Collected data
##########

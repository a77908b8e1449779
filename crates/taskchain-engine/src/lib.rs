/*
[INPUT]:  Public API exports for the taskchain-engine crate
[OUTPUT]: Module declarations and public re-exports
[POS]:    Crate root - library entry point
[UPDATE]: When adding new modules or public exports
*/

pub mod app;
pub mod connection;
pub mod session;
pub mod store;
pub mod sync;
pub mod watcher;
pub mod writer;

// Re-export main types for convenience
pub use app::TaskchainApp;
pub use connection::ConnectionManager;
pub use session::ClientCell;
pub use store::{Action, AppState, LogEntry, NoticeEntry, Store};
pub use sync::ReadSynchronizer;
pub use watcher::{EventWatcher, RELOAD_DEBOUNCE};
pub use writer::WriteOrchestrator;
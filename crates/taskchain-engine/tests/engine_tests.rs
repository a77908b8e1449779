/*
[INPUT]:  Connection, read, and write scenarios against mock providers
[OUTPUT]: Test results for the reconciliation engine's operation surface
[POS]:    Integration tests - connection manager, read synchronizer, writer
[UPDATE]: When engine semantics or the facade surface change
*/

mod common;

use std::sync::atomic::{AtomicBool, Ordering};

use taskchain_adapter::provider::{created_event, MINT_AMOUNT};
use taskchain_adapter::{ChainError, RevokeOutcome, RpcFault, WalletNotification};

use common::{account, harness, other_account, settle, task};

#[tokio::test]
async fn test_start_loads_tasks_and_backfills_logs() {
    let h = harness();
    h.ledger.set_tasks(vec![task(1, "buy milk"), task(2, "water plants")]);
    h.ledger
        .set_past_events(vec![created_event(1, "buy milk", None)]);

    h.app.start().await.unwrap();

    let state = h.app.snapshot().await;
    assert_eq!(state.tasks.len(), 2);
    assert_eq!(state.logs.len(), 1);
    assert_eq!(state.logs[0].text, "Task #1 created: buy milk");
    // Backfill produces durable log entries only, no notices.
    assert!(state.notices.is_empty());
    assert!(!state.is_loading);
    h.app.stop().await;
}

#[tokio::test]
async fn test_idempotent_read() {
    let h = harness();
    h.ledger.set_tasks(vec![task(1, "buy milk")]);
    h.app.start().await.unwrap();

    h.app.load_tasks().await;
    let first = h.app.snapshot().await;
    h.app.load_tasks().await;
    let second = h.app.snapshot().await;

    assert_eq!(first.tasks, second.tasks);
    assert!(!first.is_loading);
    assert!(!second.is_loading);
    assert_eq!(second.error, "");
    h.app.stop().await;
}

#[tokio::test]
async fn test_read_failure_keeps_last_known_tasks() {
    let h = harness();
    h.ledger.set_tasks(vec![task(1, "buy milk")]);
    h.app.start().await.unwrap();

    h.ledger
        .fail_reads(RpcFault::with_short_message("call reverted"));
    h.app.load_tasks().await;

    let state = h.app.snapshot().await;
    assert_eq!(state.tasks.len(), 1);
    assert_eq!(state.error, "call reverted");
    assert!(!state.is_loading);

    // The next attempt clears the prior error proactively.
    h.ledger.clear_read_fault();
    h.app.load_tasks().await;
    assert_eq!(h.app.snapshot().await.error, "");
    h.app.stop().await;
}

#[tokio::test]
async fn test_connect_sets_identity_and_notice() {
    let h = harness();
    h.app.start().await.unwrap();
    h.app.connect().await.unwrap();

    let state = h.app.snapshot().await;
    assert_eq!(state.account, Some(account()));
    assert_eq!(state.chain_id, Some(common::TEST_CHAIN_ID));
    assert!(state.has_signer);
    assert_eq!(state.notices[0].text, "Wallet connected: 0xf39F…2266");
    assert_eq!(h.app.chain_identity().await.label, "Ethereum");
    assert_eq!(
        h.app.chain_identity().await.explorer_base,
        "https://etherscan.io"
    );
    h.app.stop().await;
}

#[tokio::test]
async fn test_connect_without_wallet_is_silent_noop() {
    let h = harness();
    h.wallet.set_request_error(Some(ChainError::NoWallet));
    h.app.start().await.unwrap();

    assert!(h.app.connect().await.is_ok());
    let state = h.app.snapshot().await;
    assert_eq!(state.account, None);
    assert_eq!(state.error, "");
    h.app.stop().await;
}

#[tokio::test]
async fn test_connect_rejection_surfaces_error() {
    let h = harness();
    h.wallet
        .set_request_error(Some(ChainError::UserRejected(RpcFault::with_short_message(
            "User rejected the request",
        ))));
    h.app.start().await.unwrap();

    assert!(h.app.connect().await.is_err());
    let state = h.app.snapshot().await;
    assert_eq!(state.account, None);
    assert!(!state.has_signer);
    assert_eq!(state.error, "User rejected the request");
    h.app.stop().await;
}

#[tokio::test]
async fn test_disconnect_clears_identity_and_stops_reads() {
    let h = harness();
    h.app.start().await.unwrap();
    h.app.connect().await.unwrap();
    h.app.disconnect().await.unwrap();

    let state = h.app.snapshot().await;
    assert_eq!(state.account, None);
    assert_eq!(state.chain_id, None);
    assert!(!state.has_signer);

    // No read client remains installed; further reloads are no-ops.
    let reads_before = h.ledger.read_calls();
    h.app.load_tasks().await;
    assert_eq!(h.ledger.read_calls(), reads_before);
    h.app.stop().await;
}

#[tokio::test]
async fn test_failed_revoke_leaves_identity_intact() {
    let h = harness();
    h.app.start().await.unwrap();
    h.app.connect().await.unwrap();

    h.wallet.set_revoke_outcome(RevokeOutcome::Failed(RpcFault::with_message(
        "revocation rejected",
    )));
    assert!(h.app.disconnect().await.is_err());

    let state = h.app.snapshot().await;
    assert_eq!(state.account, Some(account()));
    assert!(state.has_signer);
    assert_eq!(state.error, "revocation rejected");
    h.app.stop().await;
}

#[tokio::test]
async fn test_unsupported_revoke_leaves_identity_intact() {
    let h = harness();
    h.app.start().await.unwrap();
    h.app.connect().await.unwrap();

    h.wallet.set_revoke_outcome(RevokeOutcome::Unsupported);
    assert!(h.app.disconnect().await.is_err());

    let state = h.app.snapshot().await;
    assert_eq!(state.account, Some(account()));
    assert_eq!(state.error, "wallet does not support permission revocation");
    h.app.stop().await;
}

#[tokio::test]
async fn test_account_changed_notification_updates_identity() {
    let h = harness();
    h.app.start().await.unwrap();
    h.app.connect().await.unwrap();

    h.wallet
        .notify(WalletNotification::AccountsChanged(vec![other_account()]))
        .await;
    settle().await;
    assert_eq!(h.app.snapshot().await.account, Some(other_account()));

    h.wallet
        .notify(WalletNotification::ChainChanged(17000))
        .await;
    settle().await;
    let state = h.app.snapshot().await;
    assert_eq!(state.chain_id, Some(17000));
    assert_eq!(h.app.chain_identity().await.label, "Holesky");
    h.app.stop().await;
}

#[tokio::test]
async fn test_empty_account_list_is_full_disconnect() {
    let h = harness();
    h.app.start().await.unwrap();
    h.app.connect().await.unwrap();

    h.wallet
        .notify(WalletNotification::AccountsChanged(Vec::new()))
        .await;
    settle().await;

    let state = h.app.snapshot().await;
    assert_eq!(state.account, None);
    assert!(!state.has_signer);

    // Writes are no longer permitted.
    let err = h
        .app
        .create_task("buy milk".to_string(), || async {})
        .await
        .unwrap_err();
    assert_eq!(err, ChainError::NotConnected);
    h.app.stop().await;
}

#[tokio::test]
async fn test_write_without_connection_fails_fast() {
    let h = harness();
    h.ledger.set_tasks(vec![task(1, "buy milk")]);
    h.app.start().await.unwrap();
    let reads_before = h.ledger.read_calls();

    let continued = AtomicBool::new(false);
    let err = h
        .app
        .create_task("buy milk".to_string(), || async {
            continued.store(true, Ordering::SeqCst);
        })
        .await
        .unwrap_err();

    assert_eq!(err, ChainError::NotConnected);
    let state = h.app.snapshot().await;
    assert!(!state.tx_pending);
    assert_eq!(state.error, "Wallet not connected");
    assert!(!continued.load(Ordering::SeqCst));
    assert_eq!(h.ledger.write_calls(), 0);
    assert_eq!(h.ledger.read_calls(), reads_before);
    h.app.stop().await;
}

#[tokio::test]
async fn test_write_success_runs_continuation_and_clears_pending() {
    let h = harness();
    h.app.start().await.unwrap();
    h.app.connect().await.unwrap();

    h.app
        .create_task("buy milk".to_string(), || h.app.reload_on_success())
        .await
        .unwrap();

    let state = h.app.snapshot().await;
    assert!(!state.tx_pending);
    assert_eq!(state.error, "");
    assert_eq!(state.tasks.len(), 1);
    assert_eq!(state.tasks[0].description, "buy milk");

    h.app
        .complete_task(state.tasks[0].id, || h.app.reload_on_success())
        .await
        .unwrap();
    assert!(h.app.snapshot().await.tasks[0].completed);
    h.app.stop().await;
}

#[tokio::test]
async fn test_receipt_failure_skips_continuation() {
    let h = harness();
    h.app.start().await.unwrap();
    h.app.connect().await.unwrap();
    h.ledger.set_receipt_failure(true);

    let continued = AtomicBool::new(false);
    let err = h
        .app
        .create_task("buy milk".to_string(), || async {
            continued.store(true, Ordering::SeqCst);
        })
        .await
        .unwrap_err();

    assert_eq!(err, ChainError::TransactionFailed);
    let state = h.app.snapshot().await;
    assert!(!state.tx_pending);
    assert_eq!(state.error, "Transaction failed");
    assert!(!continued.load(Ordering::SeqCst));
    h.app.stop().await;
}

#[tokio::test]
async fn test_submission_exception_clears_pending() {
    let h = harness();
    h.app.start().await.unwrap();
    h.app.connect().await.unwrap();
    h.ledger.fail_writes(ChainError::Provider(RpcFault::with_short_message(
        "insufficient funds",
    )));

    let err = h
        .app
        .update_task(1, "new text".to_string(), || async {})
        .await
        .unwrap_err();

    assert!(matches!(err, ChainError::Provider(_)));
    let state = h.app.snapshot().await;
    assert!(!state.tx_pending);
    assert_eq!(state.error, "insufficient funds");
    h.app.stop().await;
}

#[tokio::test]
async fn test_token_mint_and_transfer() {
    let h = harness();
    h.app.start().await.unwrap();
    h.app.connect().await.unwrap();

    h.app.mint(account(), || async {}).await.unwrap();
    assert_eq!(h.app.balance_of(&account()).await, MINT_AMOUNT);

    h.app
        .transfer(other_account(), 400, || async {})
        .await
        .unwrap();
    assert_eq!(h.app.balance_of(&account()).await, MINT_AMOUNT - 400);
    assert_eq!(h.app.balance_of(&other_account()).await, 400);
    h.app.stop().await;
}

#[tokio::test]
async fn test_balance_degrades_to_zero() {
    let h = harness();
    h.ledger.set_balance(account(), 900);
    h.app.start().await.unwrap();

    // Not connected: balance reads degrade to zero rather than erroring.
    assert_eq!(h.app.balance_of(&account()).await, 0);

    h.app.connect().await.unwrap();
    assert_eq!(h.app.balance_of(&account()).await, 900);

    h.ledger.fail_reads(RpcFault::with_message("node unavailable"));
    assert_eq!(h.app.balance_of(&account()).await, 0);
    h.app.stop().await;
}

##########

**Action item**
Your answer should be only the number of lines in the records that hold the word "Some".

**Solution below**
8